Kosivka School is situated on the main street of the village 1, Zhovtneva Street, Kosivka, 67792.

The school building was built in 1917. However the building is in good condition. The local authorities has financed repairing of the building for the past years.

The school building also hosts a medical office and the village's library. The library has a large collection of books. Many books were granted by the Kosivka Baptist Church.

Children of the school attend 1st, 2nd and 3rd classes only. All other children of 4th class and higher attend the school at Primorske, 5 kilometers from Kosivka. The children are transported to and from the Primorske School by a school bus.

The school has a small number of children but quality of education is high. Children love the school very much. Children study English on the second year (2nd class).

== Transport and Communication ==
Kosivka is connected to Bilhorod-Dnistrovskyi, Shabo, Serhiivka and other towns and villages by the bus service "Bilhorod-Dnistrovskyi - Popazdra".

Kosivka may be reached by three ways:
- From Bilhorod-Dnistrovskyi to Kosivka by a bus "Bilhorod-Dnistrovskyi - Popazdra";
- From Odesa to Serhiivka by a bus "Odesa - Serhiivka" and from Serhiivka to Kosivka by a taxi or bus "Bilhorod-Dnistrovskyi - Popazdra";
- From Odesa to Kosivka by a bus "Odesa - Tatarbunary". The bus does not go through Kosivka but one kilometer by-pass.

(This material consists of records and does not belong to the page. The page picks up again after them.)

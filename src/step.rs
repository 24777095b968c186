//! Step ordering (C2) and the `Value`/`Metadata` parts of the data model.

use crate::error::{CoreError, Result};
use crate::hash::{Hash, HashDomain, Key};
use serde::{Deserialize, Serialize};
use std::sync::Arc;

/// One path component. Its binary serialisation is simply its bytes; ordering
/// between steps (for the Values-leaf map) is plain byte-lexicographic order.
#[derive(Debug, Clone, PartialEq, Eq, PartialOrd, Ord, Hash, Serialize, Deserialize)]
pub struct Step(pub Vec<u8>);

impl Step {
    pub fn new(bytes: impl Into<Vec<u8>>) -> Self {
        Step(bytes.into())
    }

    pub fn as_bytes(&self) -> &[u8] {
        &self.0
    }
}

impl From<&str> for Step {
    fn from(s: &str) -> Self {
        Step(s.as_bytes().to_vec())
    }
}

/// Per-binding metadata. Real Irmin metadata also carries a permission bit; the
/// default (non-executable) is the fast path the Compress codec special-cases.
#[derive(Debug, Clone, Copy, PartialEq, Eq, Default, Serialize, Deserialize)]
pub struct Metadata {
    pub executable: bool,
}

impl Metadata {
    pub fn is_default(&self) -> bool {
        *self == Metadata::default()
    }
}

/// `Contents(key, metadata) | Node(key)`.
#[derive(Debug, Clone, PartialEq, Eq)]
pub enum Value {
    Contents(Key, Metadata),
    Node(Key),
}

impl Value {
    pub fn key(&self) -> Key {
        match self {
            Value::Contents(k, _) => *k,
            Value::Node(k) => *k,
        }
    }
}

/// Step-to-bucket assignment policy. Fixed per store; affects on-disk layout but
/// never the root hash of a stable inode (stable hashing bypasses chunking
/// entirely).
#[derive(Clone)]
pub enum Ordering {
    /// Only valid when `entries <= 1024`: slice `log2(entries)` consecutive bits
    /// out of a cryptographic digest of the step, starting at bit
    /// `depth * log2(entries)`.
    HashBits,
    /// A non-cryptographic short hash of the step, seeded by `depth`, reduced
    /// modulo `entries`. Grounded on the HAMT bucket-indexing pattern in
    /// `ipld-hamt` (`murmur3_x64_128` keyed by the item's bytes).
    SeededHash,
    /// Caller-supplied pure function.
    Custom(Arc<dyn Fn(&Step, u32) -> u32 + Send + Sync>),
}

impl std::fmt::Debug for Ordering {
    fn fmt(&self, f: &mut std::fmt::Formatter<'_>) -> std::fmt::Result {
        match self {
            Ordering::HashBits => write!(f, "Ordering::HashBits"),
            Ordering::SeededHash => write!(f, "Ordering::SeededHash"),
            Ordering::Custom(_) => write!(f, "Ordering::Custom(..)"),
        }
    }
}

impl Ordering {
    /// `log2(entries)` consecutive bits of `hash`, starting at bit `start`,
    /// handling windows that straddle a byte boundary.
    fn extract_bits(hash: &Hash, start: u32, nbits: u32) -> Option<u32> {
        let total_bits = (hash.as_bytes().len() * 8) as u32;
        if start + nbits > total_bits {
            return None;
        }
        let mut value: u32 = 0;
        for i in 0..nbits {
            let bit_index = start + i;
            let byte = hash.as_bytes()[(bit_index / 8) as usize];
            let bit = (byte >> (7 - (bit_index % 8))) & 1;
            value = (value << 1) | bit as u32;
        }
        Some(value)
    }

    pub fn bucket(&self, step: &Step, depth: u32, entries: u32) -> Result<u32> {
        let log2_entries = entries.trailing_zeros();
        match self {
            Ordering::HashBits => {
                assert!(
                    entries <= 1024,
                    "hash-bits ordering requires entries <= 1024"
                );
                let digest = Hash::digest(HashDomain::Step, &[step.as_bytes()]);
                let start = depth * log2_entries;
                Self::extract_bits(&digest, start, log2_entries)
                    .ok_or(CoreError::MaxDepth(depth))
            }
            Ordering::SeededHash => {
                let seed = depth;
                let mut cursor = step.as_bytes();
                let digest = murmur3::murmur3_x64_128(&mut cursor, seed)
                    .expect("murmur3 over an in-memory slice never fails");
                let folded = (digest as u64) ^ ((digest >> 64) as u64);
                Ok((folded % entries as u64) as u32)
            }
            Ordering::Custom(f) => Ok(f(step, depth) % entries),
        }
    }
}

Communication of the village is based mainly on mobile phones (GSM) and mobile internet (CDMA). The main mobile phone provider is "Kyivstar". Other mobile phone providers (MTS, Life and others) have poor coverage in the village. The main mobile internet provider is "Intertelecom", a first CDMA operator in Ukraine. 3G is available with external antenna only. The school and medical office have wired phones, provided by "Ukrtelecom".